### What is needed:
Write out every line below that contains "status".
═══ Data excerpts
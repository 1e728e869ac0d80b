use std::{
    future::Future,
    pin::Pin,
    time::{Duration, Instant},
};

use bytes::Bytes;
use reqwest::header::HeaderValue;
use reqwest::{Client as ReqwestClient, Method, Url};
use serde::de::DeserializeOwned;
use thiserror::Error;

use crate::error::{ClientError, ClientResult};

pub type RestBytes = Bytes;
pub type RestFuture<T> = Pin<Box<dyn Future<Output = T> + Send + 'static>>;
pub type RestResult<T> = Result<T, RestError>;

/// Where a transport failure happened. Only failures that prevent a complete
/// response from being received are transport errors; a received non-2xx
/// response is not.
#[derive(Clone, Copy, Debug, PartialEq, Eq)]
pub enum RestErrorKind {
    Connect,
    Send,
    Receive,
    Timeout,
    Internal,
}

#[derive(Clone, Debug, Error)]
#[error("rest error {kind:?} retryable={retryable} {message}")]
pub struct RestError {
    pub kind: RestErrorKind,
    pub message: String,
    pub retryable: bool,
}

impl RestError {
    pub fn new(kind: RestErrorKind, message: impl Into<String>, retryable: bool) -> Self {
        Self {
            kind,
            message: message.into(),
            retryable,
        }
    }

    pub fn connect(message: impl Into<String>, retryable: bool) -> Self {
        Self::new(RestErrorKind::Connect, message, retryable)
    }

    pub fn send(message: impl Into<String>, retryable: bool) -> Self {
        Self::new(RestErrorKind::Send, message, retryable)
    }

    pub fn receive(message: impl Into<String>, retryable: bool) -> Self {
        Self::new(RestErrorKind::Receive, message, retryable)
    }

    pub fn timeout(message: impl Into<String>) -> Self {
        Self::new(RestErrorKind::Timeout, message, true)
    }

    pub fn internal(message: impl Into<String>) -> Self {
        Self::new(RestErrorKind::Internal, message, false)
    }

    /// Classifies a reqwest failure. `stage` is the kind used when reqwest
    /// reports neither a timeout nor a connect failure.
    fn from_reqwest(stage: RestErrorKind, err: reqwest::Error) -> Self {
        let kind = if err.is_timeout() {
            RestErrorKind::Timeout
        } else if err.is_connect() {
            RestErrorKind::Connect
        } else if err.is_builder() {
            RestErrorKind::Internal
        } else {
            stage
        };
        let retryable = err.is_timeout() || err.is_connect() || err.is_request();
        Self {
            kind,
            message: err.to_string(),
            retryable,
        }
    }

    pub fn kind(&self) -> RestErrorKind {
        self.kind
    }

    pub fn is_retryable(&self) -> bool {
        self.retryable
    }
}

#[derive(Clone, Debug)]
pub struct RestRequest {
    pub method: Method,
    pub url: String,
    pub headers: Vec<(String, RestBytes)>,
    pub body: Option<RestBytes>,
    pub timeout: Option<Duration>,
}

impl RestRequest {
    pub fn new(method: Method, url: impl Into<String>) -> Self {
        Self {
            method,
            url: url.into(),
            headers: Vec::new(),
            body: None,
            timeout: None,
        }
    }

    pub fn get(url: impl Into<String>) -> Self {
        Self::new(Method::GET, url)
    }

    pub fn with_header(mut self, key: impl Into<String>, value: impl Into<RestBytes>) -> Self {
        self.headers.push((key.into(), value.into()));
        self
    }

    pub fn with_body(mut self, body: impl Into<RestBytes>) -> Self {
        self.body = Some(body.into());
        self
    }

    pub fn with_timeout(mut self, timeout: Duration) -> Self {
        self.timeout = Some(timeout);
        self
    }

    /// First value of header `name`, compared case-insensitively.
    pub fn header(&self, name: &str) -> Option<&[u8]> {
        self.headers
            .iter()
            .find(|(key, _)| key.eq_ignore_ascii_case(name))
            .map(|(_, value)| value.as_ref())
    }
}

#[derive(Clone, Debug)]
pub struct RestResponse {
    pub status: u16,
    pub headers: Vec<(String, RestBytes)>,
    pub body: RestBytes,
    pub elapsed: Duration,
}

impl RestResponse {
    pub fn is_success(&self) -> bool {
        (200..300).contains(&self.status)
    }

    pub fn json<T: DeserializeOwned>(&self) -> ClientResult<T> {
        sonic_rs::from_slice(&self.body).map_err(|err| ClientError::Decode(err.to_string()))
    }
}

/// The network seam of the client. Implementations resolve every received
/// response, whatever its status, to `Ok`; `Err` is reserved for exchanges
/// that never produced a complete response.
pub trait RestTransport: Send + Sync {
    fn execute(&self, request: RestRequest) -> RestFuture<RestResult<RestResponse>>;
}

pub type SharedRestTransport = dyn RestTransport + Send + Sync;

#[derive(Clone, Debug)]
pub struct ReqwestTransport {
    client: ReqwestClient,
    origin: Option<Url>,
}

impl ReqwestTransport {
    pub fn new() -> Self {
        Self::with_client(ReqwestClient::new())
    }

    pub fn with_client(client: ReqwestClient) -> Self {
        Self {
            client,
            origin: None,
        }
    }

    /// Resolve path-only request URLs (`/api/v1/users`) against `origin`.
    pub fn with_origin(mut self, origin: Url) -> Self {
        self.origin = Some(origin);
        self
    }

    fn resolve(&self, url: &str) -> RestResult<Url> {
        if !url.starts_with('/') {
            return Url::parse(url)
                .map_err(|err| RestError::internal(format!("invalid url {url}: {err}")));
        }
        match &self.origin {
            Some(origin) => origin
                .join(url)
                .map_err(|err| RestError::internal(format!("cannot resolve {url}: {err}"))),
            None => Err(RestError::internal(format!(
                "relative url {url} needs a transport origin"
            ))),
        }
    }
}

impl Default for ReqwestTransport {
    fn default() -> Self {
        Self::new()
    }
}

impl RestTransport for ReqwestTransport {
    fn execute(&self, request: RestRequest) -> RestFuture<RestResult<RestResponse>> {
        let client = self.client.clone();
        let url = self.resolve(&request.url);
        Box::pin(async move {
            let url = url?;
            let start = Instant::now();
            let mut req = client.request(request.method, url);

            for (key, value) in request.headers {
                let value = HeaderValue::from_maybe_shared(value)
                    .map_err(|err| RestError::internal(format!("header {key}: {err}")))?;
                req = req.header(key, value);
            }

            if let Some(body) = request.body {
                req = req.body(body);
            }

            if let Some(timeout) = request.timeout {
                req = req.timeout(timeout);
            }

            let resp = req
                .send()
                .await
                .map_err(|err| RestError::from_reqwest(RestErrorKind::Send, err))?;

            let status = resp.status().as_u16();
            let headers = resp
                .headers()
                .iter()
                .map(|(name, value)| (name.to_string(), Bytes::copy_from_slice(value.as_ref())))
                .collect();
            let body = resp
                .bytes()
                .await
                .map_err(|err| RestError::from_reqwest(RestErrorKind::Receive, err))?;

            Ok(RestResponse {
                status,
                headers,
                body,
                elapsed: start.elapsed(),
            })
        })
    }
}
══════
### Completed task:
    pub status: u16,
        (200..300).contains(&self.status)
/// response, whatever its status, to `Ok`; `Err` is reserved for exchanges
            let status = resp.status().as_u16();
                status,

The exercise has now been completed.